Background: In 2005, the Endocrine Society (TES) adopted the GRADE system of developing clinical practice guidelines. This system rates the panel’s confidence in the estimates of effect of the available options (from high to very low confidence) and in the value of following a recommendation (strong or conditional recommendation). GRADE working group guidance suggests that strong recommendations based on low or very low (l/vl) confidence may often be inappropriate.

Objectives: We sought to characterize TES strong recommendations based on l/vl confidence evidence.

Methods: We identified all strong recommendations based on l/vl confidence evidence published in TES guidelines between 2005 (when TES started using GRADE) and 2011. We applied a taxonomy of paradigmatic situations in which strong recommendation based on l/vl confidence estimates may be appropriate. Independently and in duplicate, reviewers extracted, for each recommendation, whether a strong recommendation was appropriate and if so which paradigmatic situation applied.
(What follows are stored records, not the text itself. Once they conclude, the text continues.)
//! Node lifecycle: explicit construction and wiring of every component.
//!
//! No container magic: each component is built from its config section
//! and its collaborators, started in dependency order and stopped in
//! reverse. The queue and store backends are injected, which is also how
//! the test harnesses run the full pipeline in-process.

use std::net::SocketAddr;
use std::sync::{Arc, Mutex};
use std::time::Instant;
use tokio::task::JoinHandle;
use tokio_util::sync::CancellationToken;
use tracing::{error, info, warn};

use weft_config::FabricConfig;
use weft_core::RoomId;
use weft_gateway::GatewayState;
use weft_queue::{MessageQueue, QueueProducer, QueueUrlCache, assigned_rooms};
use weft_session::{Broadcaster, SessionRegistry, WriteSerializer};
use weft_storage::{BatchWriter, DeadLetterSink, MessageStore};
use weft_telemetry::FabricMetrics;

use crate::consumer::ConsumerPool;
use crate::error::{RuntimeError, RuntimeResult};

/// One fabric node: ingress, producer, consumers, writer and fanout wired
/// together.
pub struct FabricRuntime {
    config: FabricConfig,
    metrics: Arc<FabricMetrics>,
    registry: Arc<SessionRegistry>,
    serializer: Arc<WriteSerializer>,
    producer: Arc<QueueProducer>,
    writer: Arc<BatchWriter>,
    consumers: ConsumerPool,
    gateway: Arc<GatewayState>,
    shutdown: CancellationToken,
    gateway_task: Mutex<Option<JoinHandle<()>>>,
}

impl FabricRuntime {
    /// Wire a node from its configuration and injected backends.
    #[must_use]
    pub fn new(
        config: FabricConfig,
        queue: Arc<dyn MessageQueue>,
        store: Arc<dyn MessageStore>,
    ) -> Self {
        let metrics = Arc::new(FabricMetrics::default());
        let registry = Arc::new(SessionRegistry::new());
        let serializer = Arc::new(WriteSerializer::new(
            Arc::clone(&registry),
            config.write_serializer.worker_threads,
            Arc::clone(&metrics),
        ));
        let urls = Arc::new(QueueUrlCache::new(
            Arc::clone(&queue),
            std::time::Duration::from_millis(config.queue.url_retry_ms),
        ));
        let producer = Arc::new(QueueProducer::new(
            Arc::clone(&queue),
            Arc::clone(&urls),
            config.queue.clone(),
            &config.producer_batch,
            Arc::clone(&metrics),
        ));
        let dead_letter = Arc::new(DeadLetterSink::new(
            Arc::clone(&queue),
            Arc::clone(&urls),
            &config.dlq,
            Arc::clone(&metrics),
        ));
        let writer = Arc::new(BatchWriter::new(
            store,
            dead_letter,
            &config.batch_writer,
            Arc::clone(&metrics),
        ));
        let broadcaster = Arc::new(Broadcaster::new(
            Arc::clone(&registry),
            Arc::clone(&serializer),
            config.broadcast.exclude_sender,
            Arc::clone(&metrics),
        ));
        let consumers = ConsumerPool::new(
            Arc::clone(&queue),
            Arc::clone(&urls),
            config.queue.clone(),
            config.consumer.clone(),
            broadcaster,
            Arc::clone(&writer),
            Arc::clone(&metrics),
        );
        let gateway = Arc::new(GatewayState {
            node_id: config.node.node_id(),
            rooms: config.node.rooms,
            registry: Arc::clone(&registry),
            serializer: Arc::clone(&serializer),
            producer: Arc::clone(&producer),
            queue,
            urls,
            naming: config.queue.clone(),
            session_queue_capacity: config.session.write_queue_capacity,
            metrics: Arc::clone(&metrics),
            started_at: Instant::now(),
        });

        Self {
            config,
            metrics,
            registry,
            serializer,
            producer,
            writer,
            consumers,
            gateway,
            shutdown: CancellationToken::new(),
            gateway_task: Mutex::new(None),
        }
    }

    /// The rooms this node's consumers own under the current config.
    #[must_use]
    pub fn assigned_rooms(&self) -> Vec<RoomId> {
        assigned_rooms(
            &self.config.node.node_id(),
            &self.config.node.node_list,
            self.config.node.rooms,
        )
    }

    /// Start the pipeline: producer flusher, batch writer, consumers.
    pub fn start(&self) {
        info!(node = %self.config.node.node_id(), "starting fabric runtime");
        self.producer.start();
        self.writer.start();
        let assigned = self.assigned_rooms();
        info!(rooms = assigned.len(), "consuming assigned rooms");
        self.consumers.start(&assigned);
    }

    /// Bind the gateway listener and serve until stopped.
    ///
    /// # Errors
    ///
    /// Returns [`RuntimeError::BadBindAddress`] when the configured bind
    /// address does not parse (config validation makes this unreachable
    /// in practice).
    pub fn serve_gateway(&self) -> RuntimeResult<()> {
        let bind: SocketAddr = self
            .config
            .server
            .bind
            .parse()
            .map_err(|_| RuntimeError::BadBindAddress(self.config.server.bind.clone()))?;
        let state = Arc::clone(&self.gateway);
        let shutdown = self.shutdown.clone();
        let handle = tokio::spawn(async move {
            if let Err(e) = weft_gateway::serve(state, bind, shutdown).await {
                error!(error = %e, "gateway exited with error");
            }
        });
        *self.gateway_task.lock().unwrap_or_else(|e| e.into_inner()) = Some(handle);
        Ok(())
    }

    /// Orderly shutdown: stop accepting, let consumers finish their
    /// current receive, flush the producer, drain the writer, then drop
    /// every session's queued frames.
    pub async fn stop(&self) {
        info!("stopping fabric runtime");
        self.shutdown.cancel();
        let gateway = self
            .gateway_task
            .lock()
            .unwrap_or_else(|e| e.into_inner())
            .take();
        if let Some(mut handle) = gateway {
            // Graceful shutdown waits for in-flight connections, and open
            // sockets never finish; bound the wait and cut them off.
            if tokio::time::timeout(std::time::Duration::from_secs(2), &mut handle)
                .await
                .is_err()
            {
                warn!("gateway still has open connections; aborting listener");
                handle.abort();
            }
        }
        self.consumers.shutdown().await;
        self.producer.shutdown().await;
        self.writer.shutdown().await;
        self.serializer.shutdown();
        info!("fabric runtime stopped");
    }

    /// The gateway state, for harnesses that drive ingress in-process.
    #[must_use]
    pub fn gateway(&self) -> Arc<GatewayState> {
        Arc::clone(&self.gateway)
    }

    /// Node counters.
    #[must_use]
    pub fn metrics(&self) -> Arc<FabricMetrics> {
        Arc::clone(&self.metrics)
    }

    /// Live session registry.
    #[must_use]
    pub fn registry(&self) -> Arc<SessionRegistry> {
        Arc::clone(&self.registry)
    }

    /// The node configuration.
    #[must_use]
    pub fn config(&self) -> &FabricConfig {
        &self.config
    }
}

impl std::fmt::Debug for FabricRuntime {
    fn fmt(&self, f: &mut std::fmt::Formatter<'_>) -> std::fmt::Result {
        f.debug_struct("FabricRuntime")
            .field("node_id", &self.config.node.node_id)
            .field("rooms", &self.config.node.rooms)
            .finish()
    }
}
Results: 206 (58%) of the 357 TES recommendations issued were strong; of these, 121 (59%) were based on l/vl confidence evidence. Of these 121, we classified 43 (36%) as ‘best practice’ recommendations for which sensible alternatives do not exist and do not require grading . In 5 (4%), we concluded that moderate or high confidence in estimates was warranted and in another 5 (4%) that the recommendations were for ‘additional research’. Of the remaining 67, 33 (27% of the original 121) were judged inappropriate. Of the 35 appropriate ones, the most common situation (13, 37%) was low confidence evidence for benefit and high confidence evidence for harm thus warranting a strong recommendation against the intervention.

Conclusions: Guideline panels should beware of formulating inappropriately strong recommendations when confidence in estimates is low. Our taxonomy of paradigmatic situations when such recommendations are appropriate may be helpful.